Dans Flamenca, on rencontre ces vers : Assaz i ac tendas e traps Et alcubas de divers draps E paballos de manta guiza (205-207) que Nelli et Lavaud, les éditeurs, traduisent par : “Il y eut là un grand nombre de tentes à cordes, à poutrelles, tentes à panneaux de draps divers, et pavillons de mainte guise”.
 
v. 37.
Rien ne confirme que le roi Alphonse ait jamais perdu Tarascon ; comme la Provence est l’enjeu de cette guerre, sans doute cette ville la représente-t-elle. Il pourrait bien s’agir alors d’une forfanterie : Bertran donne le combat pour déjà gagné, aussi le roi d’Aragon est-il qualifié de vencut au vers 52 et a-t-il perdu Tarascon.
 
v. 38 : Mon-Albeo
Dans le Pouillé de Toulouse, on rencontre dans le glossaire des formes Mons Albedo 653 c et Mons Arbedo 640 c, et dans les textes : monte albadone (653 c) et monte arbedone (640 c). La forme monte arbedone semble bien être à l’origine du Mont Arbezo de C. On pourrait supposer qu’une forme intermédiaire monte albedone avec chute complète de la dentale intervocalique, ce qui est un traitement caractéristique du Limousin (Cf. Anglade, Grammaire, p. 155, nº2), pourrait aboutir au Mon(t) Albeo(n) des autres manuscrits.
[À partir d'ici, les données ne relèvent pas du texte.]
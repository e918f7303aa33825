//! In-process package providers.
//!
//! A [`Provider`] is the object a package contributes once its sources are on
//! disk. Providers advertise optional behaviour through
//! [`ProviderCapabilities`]; the package manager only calls
//! [`Provider::configure`] and [`Provider::api_extension`] when the matching
//! capability is present.

use std::collections::{BTreeMap, BTreeSet};
use std::fs;
use std::io;
use std::sync::{Arc, Mutex, PoisonError};

use camino::{Utf8Path, Utf8PathBuf};
use serde::{Deserialize, Serialize};
use serde_json::Value;
use thiserror::Error;
use tracing::debug;

use super::{PackageDeclaration, PackageInfo};

const PROVIDER_TARGET: &str = "quill_host::packages::provider";

/// File describing a declarative package.
pub const PACKAGE_MANIFEST_FILE: &str = "quill-package.json";

/// Failures raised by providers and their loader.
#[derive(Debug, Error)]
pub enum ProviderError {
    /// The package manifest could not be read.
    #[error("failed to read '{path}': {source}")]
    Read {
        /// Manifest path.
        path: Utf8PathBuf,
        /// Underlying error.
        #[source]
        source: Arc<io::Error>,
    },

    /// The package manifest is not valid JSON for its schema.
    #[error("invalid package manifest '{path}': {source}")]
    Parse {
        /// Manifest path.
        path: Utf8PathBuf,
        /// Underlying error.
        #[source]
        source: Arc<serde_json::Error>,
    },

    /// A configuration value was rejected.
    #[error("invalid configuration key '{key}': {message}")]
    Config {
        /// Offending key.
        key: String,
        /// Why it was rejected.
        message: String,
    },

    /// An API namespace is already registered.
    #[error("scripting namespace '{namespace}' is already registered")]
    NamespaceTaken {
        /// Namespace name.
        namespace: String,
    },

    /// Any other provider failure.
    #[error("{0}")]
    Other(String),
}

/// Optional behaviour a provider supports.
#[derive(Debug, Clone, Copy, PartialEq, Eq, PartialOrd, Ord, Hash, Serialize, Deserialize)]
#[serde(rename_all = "snake_case")]
pub enum ProviderCapability {
    /// Accepts the declaration's configuration map.
    Configurable,
    /// Contributes functions to the scripting layer.
    ScriptingApi,
}

/// The capabilities one provider declares.
#[derive(Debug, Clone, Default, PartialEq, Eq, Serialize, Deserialize)]
#[serde(transparent)]
pub struct ProviderCapabilities(BTreeSet<ProviderCapability>);

impl ProviderCapabilities {
    /// An empty set.
    #[must_use]
    pub const fn new() -> Self {
        Self(BTreeSet::new())
    }

    /// Returns `true` if the capability is declared.
    #[must_use]
    pub fn contains(&self, capability: ProviderCapability) -> bool {
        self.0.contains(&capability)
    }
}

impl FromIterator<ProviderCapability> for ProviderCapabilities {
    fn from_iter<I: IntoIterator<Item = ProviderCapability>>(iter: I) -> Self {
        Self(iter.into_iter().collect())
    }
}

/// Functions a provider adds to the scripting layer under one namespace.
#[derive(Debug, Clone, PartialEq, Eq, Serialize, Deserialize)]
pub struct ApiExtension {
    /// Namespace the functions live under.
    pub namespace: String,
    /// Function names.
    #[serde(default)]
    pub functions: Vec<String>,
}

/// A loaded package.
pub trait Provider: Send {
    /// Package metadata.
    fn info(&self) -> PackageInfo;

    /// Optional behaviour this provider supports.
    fn capabilities(&self) -> ProviderCapabilities;

    /// Prepares the provider after loading.
    ///
    /// # Errors
    ///
    /// Returns a [`ProviderError`] if the provider cannot start.
    fn initialize(&mut self) -> Result<(), ProviderError>;

    /// Applies the declaration's configuration.
    ///
    /// Only called for [`ProviderCapability::Configurable`] providers.
    ///
    /// # Errors
    ///
    /// Returns a [`ProviderError`] if a value is rejected.
    fn configure(&mut self, _config: &BTreeMap<String, Value>) -> Result<(), ProviderError> {
        Ok(())
    }

    /// The scripting functions this provider contributes.
    ///
    /// Only called for [`ProviderCapability::ScriptingApi`] providers.
    fn api_extension(&self) -> Option<ApiExtension> {
        None
    }

    /// Turns the provider's behaviour on.
    ///
    /// # Errors
    ///
    /// Returns a [`ProviderError`] if the provider cannot be enabled.
    fn enable(&mut self) -> Result<(), ProviderError>;

    /// Turns the provider's behaviour off.
    ///
    /// # Errors
    ///
    /// Returns a [`ProviderError`] if the provider cannot be disabled.
    fn disable(&mut self) -> Result<(), ProviderError>;
}

/// Builds providers from downloaded package sources.
pub trait ProviderLoader: Send + Sync {
    /// Loads the package at `source`.
    ///
    /// # Errors
    ///
    /// Returns a [`ProviderError`] if the sources do not form a package.
    fn load(
        &self,
        source: &Utf8Path,
        declaration: &PackageDeclaration,
    ) -> Result<Box<dyn Provider>, ProviderError>;
}

/// The scripting configuration layer.
pub trait ScriptingHost: Send + Sync {
    /// Makes `extension` callable from scripts.
    ///
    /// # Errors
    ///
    /// Returns a [`ProviderError`] if the namespace cannot be registered.
    fn register_api_extension(&self, extension: ApiExtension) -> Result<(), ProviderError>;

    /// Withdraws the extension registered under `namespace`, returning
    /// whether one was present.
    fn unregister_api_extension(&self, namespace: &str) -> bool;
}

/// [`ScriptingHost`] that records extensions by namespace.
#[derive(Debug, Default)]
pub struct ExtensionTable {
    extensions: Mutex<BTreeMap<String, ApiExtension>>,
}

impl ExtensionTable {
    /// Creates an empty table.
    #[must_use]
    pub fn new() -> Self {
        Self::default()
    }

    /// The extension registered under `namespace`.
    #[must_use]
    pub fn extension(&self, namespace: &str) -> Option<ApiExtension> {
        self.extensions
            .lock()
            .unwrap_or_else(PoisonError::into_inner)
            .get(namespace)
            .cloned()
    }
}

impl ScriptingHost for ExtensionTable {
    fn register_api_extension(&self, extension: ApiExtension) -> Result<(), ProviderError> {
        let mut extensions = self.extensions.lock().unwrap_or_else(PoisonError::into_inner);
        if extensions.contains_key(&extension.namespace) {
            return Err(ProviderError::NamespaceTaken {
                namespace: extension.namespace,
            });
        }
        debug!(
            target: PROVIDER_TARGET,
            namespace = %extension.namespace,
            functions = extension.functions.len(),
            "scripting extension registered"
        );
        extensions.insert(extension.namespace.clone(), extension);
        Ok(())
    }

    fn unregister_api_extension(&self, namespace: &str) -> bool {
        let removed = self
            .extensions
            .lock()
            .unwrap_or_else(PoisonError::into_inner)
            .remove(namespace)
            .is_some();
        if removed {
            debug!(target: PROVIDER_TARGET, namespace, "scripting extension withdrawn");
        }
        removed
    }
}

/// On-disk shape of [`PACKAGE_MANIFEST_FILE`].
#[derive(Debug, Deserialize)]
struct PackageFile {
    name: String,
    version: String,
    #[serde(default)]
    description: String,
    #[serde(default)]
    author: String,
    #[serde(default)]
    dependencies: Vec<String>,
    #[serde(default)]
    keywords: Vec<String>,
    #[serde(default)]
    capabilities: ProviderCapabilities,
    #[serde(default)]
    api: Option<ApiExtension>,
    #[serde(default)]
    options: Vec<String>,
}

/// Loads packages described by a [`PACKAGE_MANIFEST_FILE`].
#[derive(Debug, Clone, Copy, Default)]
pub struct ManifestLoader;

impl ProviderLoader for ManifestLoader {
    fn load(
        &self,
        source: &Utf8Path,
        declaration: &PackageDeclaration,
    ) -> Result<Box<dyn Provider>, ProviderError> {
        let path = source.join(PACKAGE_MANIFEST_FILE);
        let text = fs::read_to_string(&path).map_err(|error| ProviderError::Read {
            path: path.clone(),
            source: Arc::new(error),
        })?;
        let file: PackageFile =
            serde_json::from_str(&text).map_err(|error| ProviderError::Parse {
                path: path.clone(),
                source: Arc::new(error),
            })?;
        if file.name.trim().is_empty() {
            return Err(ProviderError::Other(format!("'{path}' does not name its package")));
        }
        Ok(Box::new(DeclarativeProvider {
            info: PackageInfo {
                name: file.name,
                version: file.version,
                description: file.description,
                author: file.author,
                url: declaration.url.clone(),
                dependencies: file.dependencies,
                keywords: file.keywords,
            },
            capabilities: file.capabilities,
            api: file.api,
            options: file.options,
            enabled: false,
        }))
    }
}

/// Provider built from a package manifest with no code of its own.
#[derive(Debug)]
pub struct DeclarativeProvider {
    info: PackageInfo,
    capabilities: ProviderCapabilities,
    api: Option<ApiExtension>,
    options: Vec<String>,
    enabled: bool,
}

impl DeclarativeProvider {
    fn set_enabled(&mut self, enabled: bool) {
        if self.enabled != enabled {
            debug!(
                target: PROVIDER_TARGET,
                package = %self.info.name,
                enabled,
                "declarative package toggled"
            );
            self.enabled = enabled;
        }
    }
}

impl Provider for DeclarativeProvider {
    fn info(&self) -> PackageInfo {
        self.info.clone()
    }

    fn capabilities(&self) -> ProviderCapabilities {
        self.capabilities.clone()
    }

    fn initialize(&mut self) -> Result<(), ProviderError> {
        debug!(
            target: PROVIDER_TARGET,
            package = %self.info.name,
            "declarative package initialised"
        );
        Ok(())
    }

    fn configure(&mut self, config: &BTreeMap<String, Value>) -> Result<(), ProviderError> {
        if let Some(key) = config
            .keys()
            .find(|key| !self.options.iter().any(|option| option == *key))
        {
            return Err(ProviderError::Config {
                key: key.clone(),
                message: format!("'{}' has no such option", self.info.name),
            });
        }
        debug!(
            target: PROVIDER_TARGET,
            package = %self.info.name,
            keys = config.len(),
            "declarative package configured"
        );
        Ok(())
    }

    fn api_extension(&self) -> Option<ApiExtension> {
        self.api.clone()
    }

    fn enable(&mut self) -> Result<(), ProviderError> {
        self.set_enabled(true);
        Ok(())
    }

    fn disable(&mut self) -> Result<(), ProviderError> {
        self.set_enabled(false);
        Ok(())
    }
}
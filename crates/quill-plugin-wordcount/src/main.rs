//! Binary entrypoint for the word-count plugin.

use std::io::{self, Write};

use quill_plugin_wordcount::WordCount;

fn main() {
    if let Err(error) = quill_plugin_sdk::serve(WordCount) {
        writeln!(io::stderr().lock(), "{error}").ok();
        std::process::exit(1);
    }
}
//! Toolkit for writing Quill plugins.
//!
//! A plugin is an ordinary binary. Implement [`Plugin`], then hand an
//! instance to [`serve`] from `main`. The SDK checks the handshake
//! environment, announces the plugin, and serves the plugin interface over
//! stdin and stdout. During `Initialize` it connects back to the host and
//! passes a [`HostClient`] to the plugin for reading and editing host state.
//!
//! # Example
//!
//! ```rust,no_run
//! use quill_plugin_sdk::{CommandSpec, HostClient, Plugin, PluginFailure, serve};
//!
//! struct Hello;
//!
//! impl Plugin for Hello {
//!     fn name(&self) -> &str { "hello" }
//!     fn version(&self) -> &str { "0.1.0" }
//!     fn description(&self) -> &str { "Greets the user" }
//!
//!     fn commands(&self) -> Vec<CommandSpec> {
//!         vec![CommandSpec::new("hello", "Show a greeting")]
//!     }
//!
//!     fn execute_command(
//!         &self,
//!         host: &HostClient,
//!         _name: &str,
//!         _args: &[String],
//!     ) -> Result<(), PluginFailure> {
//!         host.show_message("hello from a plugin")?;
//!         Ok(())
//!     }
//! }
//!
//! fn main() {
//!     if serve(Hello).is_err() {
//!         std::process::exit(1);
//!     }
//! }
//! ```

mod buffer;
mod host;
mod plugin;
mod serve;
mod server;
pub mod telemetry;

#[cfg(test)]
mod tests;

pub use self::buffer::BufferProxy;
pub use self::host::HostClient;
pub use self::plugin::{Plugin, PluginFailure};
pub use self::serve::{ServeError, serve, serve_with};
pub use self::server::PluginServer;
pub use quill_plugins::{
    BufferInfo, Capability, CapabilitySet, CommandSpec, KeyBindingSpec, KeyScope, MajorModeSpec,
    MinorModeSpec,
};
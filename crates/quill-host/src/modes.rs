//! Major modes, minor modes, and key bindings contributed by plugins.

use std::collections::BTreeMap;
use std::sync::{PoisonError, RwLock};

use quill_plugins::{KeyBindingSpec, KeyScope, MajorModeSpec, MinorModeSpec, PluginManifest};
use thiserror::Error;

/// A manifest entry collides with one registered by another owner.
#[derive(Debug, Clone, PartialEq, Eq, Error)]
#[error("{kind} '{name}' is already registered by '{owner}'")]
pub struct ModeConflict {
    /// Entry kind.
    pub kind: &'static str,
    /// Colliding name or key sequence.
    pub name: String,
    /// Current owner.
    pub owner: String,
}

#[derive(Debug, Clone)]
struct Owned<T> {
    owner: String,
    spec: T,
}

#[derive(Debug, Default)]
struct Tables {
    major: BTreeMap<String, Owned<MajorModeSpec>>,
    minor: BTreeMap<String, Owned<MinorModeSpec>>,
    bindings: BTreeMap<(KeyScope, String), Owned<KeyBindingSpec>>,
}

impl Tables {
    fn conflict(&self, manifest: &PluginManifest) -> Option<ModeConflict> {
        let major = manifest.major_modes.iter().find_map(|spec| {
            self.major.get(&spec.name).map(|existing| ModeConflict {
                kind: "major mode",
                name: spec.name.clone(),
                owner: existing.owner.clone(),
            })
        });
        let minor = || {
            manifest.minor_modes.iter().find_map(|spec| {
                self.minor.get(&spec.name).map(|existing| ModeConflict {
                    kind: "minor mode",
                    name: spec.name.clone(),
                    owner: existing.owner.clone(),
                })
            })
        };
        let binding = || {
            manifest.key_bindings.iter().find_map(|spec| {
                self.bindings
                    .get(&(spec.scope.clone(), spec.sequence.clone()))
                    .map(|existing| ModeConflict {
                        kind: "key binding",
                        name: format!("{} ({})", spec.sequence, spec.scope),
                        owner: existing.owner.clone(),
                    })
            })
        };
        major.or_else(minor).or_else(binding)
    }
}

/// Host-side copy of every plugin's modes and key bindings.
#[derive(Debug, Default)]
pub struct ModeRegistry {
    tables: RwLock<Tables>,
}

impl ModeRegistry {
    /// Creates an empty registry.
    #[must_use]
    pub fn new() -> Self {
        Self::default()
    }

    /// Returns the first entry of `manifest` that collides with an existing
    /// registration.
    #[must_use]
    pub fn conflict(&self, manifest: &PluginManifest) -> Option<ModeConflict> {
        self.tables
            .read()
            .unwrap_or_else(PoisonError::into_inner)
            .conflict(manifest)
    }

    /// Registers the modes and bindings of `manifest`, all or nothing.
    ///
    /// # Errors
    ///
    /// Returns the first [`ModeConflict`]; nothing is registered then.
    pub fn register(&self, owner: &str, manifest: &PluginManifest) -> Result<(), ModeConflict> {
        let mut tables = self.tables.write().unwrap_or_else(PoisonError::into_inner);
        if let Some(conflict) = tables.conflict(manifest) {
            return Err(conflict);
        }
        for spec in &manifest.major_modes {
            tables.major.insert(spec.name.clone(), owned(owner, spec));
        }
        for spec in &manifest.minor_modes {
            tables.minor.insert(spec.name.clone(), owned(owner, spec));
        }
        for spec in &manifest.key_bindings {
            tables.bindings.insert(
                (spec.scope.clone(), spec.sequence.clone()),
                owned(owner, spec),
            );
        }
        Ok(())
    }

    /// Removes everything registered by `owner`.
    pub fn unregister_owner(&self, owner: &str) {
        let mut tables = self.tables.write().unwrap_or_else(PoisonError::into_inner);
        tables.major.retain(|_, entry| entry.owner != owner);
        tables.minor.retain(|_, entry| entry.owner != owner);
        tables.bindings.retain(|_, entry| entry.owner != owner);
    }

    /// Returns `true` if a major mode has the name.
    #[must_use]
    pub fn has_major_mode(&self, name: &str) -> bool {
        self.read().major.contains_key(name)
    }

    /// Returns `true` if a minor mode has the name.
    #[must_use]
    pub fn has_minor_mode(&self, name: &str) -> bool {
        self.read().minor.contains_key(name)
    }

    /// Every major mode, sorted by name.
    #[must_use]
    pub fn major_modes(&self) -> Vec<MajorModeSpec> {
        self.read().major.values().map(|entry| entry.spec.clone()).collect()
    }

    /// Every minor mode, sorted by name.
    #[must_use]
    pub fn minor_modes(&self) -> Vec<MinorModeSpec> {
        self.read().minor.values().map(|entry| entry.spec.clone()).collect()
    }

    /// Every key binding, sorted by scope then sequence.
    #[must_use]
    pub fn key_bindings(&self) -> Vec<KeyBindingSpec> {
        self.read()
            .bindings
            .values()
            .map(|entry| entry.spec.clone())
            .collect()
    }

    /// Command bound to `sequence` in `scope`.
    #[must_use]
    pub fn binding(&self, scope: &KeyScope, sequence: &str) -> Option<String> {
        self.read()
            .bindings
            .get(&(scope.clone(), sequence.to_owned()))
            .map(|entry| entry.spec.command_name.clone())
    }

    fn read(&self) -> std::sync::RwLockReadGuard<'_, Tables> {
        self.tables.read().unwrap_or_else(PoisonError::into_inner)
    }
}

fn owned<T: Clone>(owner: &str, spec: &T) -> Owned<T> {
    Owned {
        owner: owner.to_owned(),
        spec: spec.clone(),
    }
}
Il s’agirait alors du couvent de Monterbedon ou Monterbezo qui se trouvait à quelques kilomètres de Montpellier. Cette appellation désignerait alors Guilhem VIII de Montpellier. Kastner (O. C. p. 40-41) pense que la leçon originale était Monalio et qu’il est question de Bernard d’Alio, baron d’Usson et vassal d’Alphonse II.
 
v. 39.
Rotgiersest sans doute Roger II, vicomte de Béziers et de Carcassonne ; le fils de Bernard Aton est Bernard Aton VI, vicomte de Nîmes et Agde jusqu’en 1187.
 
v. 40.
Peire de Lara fut désigné par Ermengarde comme son héritier en 1177 et lui succéda de 1192 à 1194.
 
v. 41.
Roger-Bernard fut comte de Foix de 1149 à 1188 ; Bernard IV fut comte de Comminges de 1181 à 1226.
 
v. 42.
Sancho, frère d’Alphonse II, succéda à son frère Ramon-Berenguer comme lieutenant du roi d’Aragon en Provence de 1181 à 1185.
 
v. 44 : atendut
Pour Kastner, Bertran dit ironiquement aux alliés d’Alphonse qu’on s’occupera d’eux. Selon M. Ehnert (Möglichkeiten politischer Lyrik in Hochmittelalter. Bertran de Born und Walther von der Vogelweide, Francfort, 1976, p. 9) le sens serait : “on leur préparera des tentes”.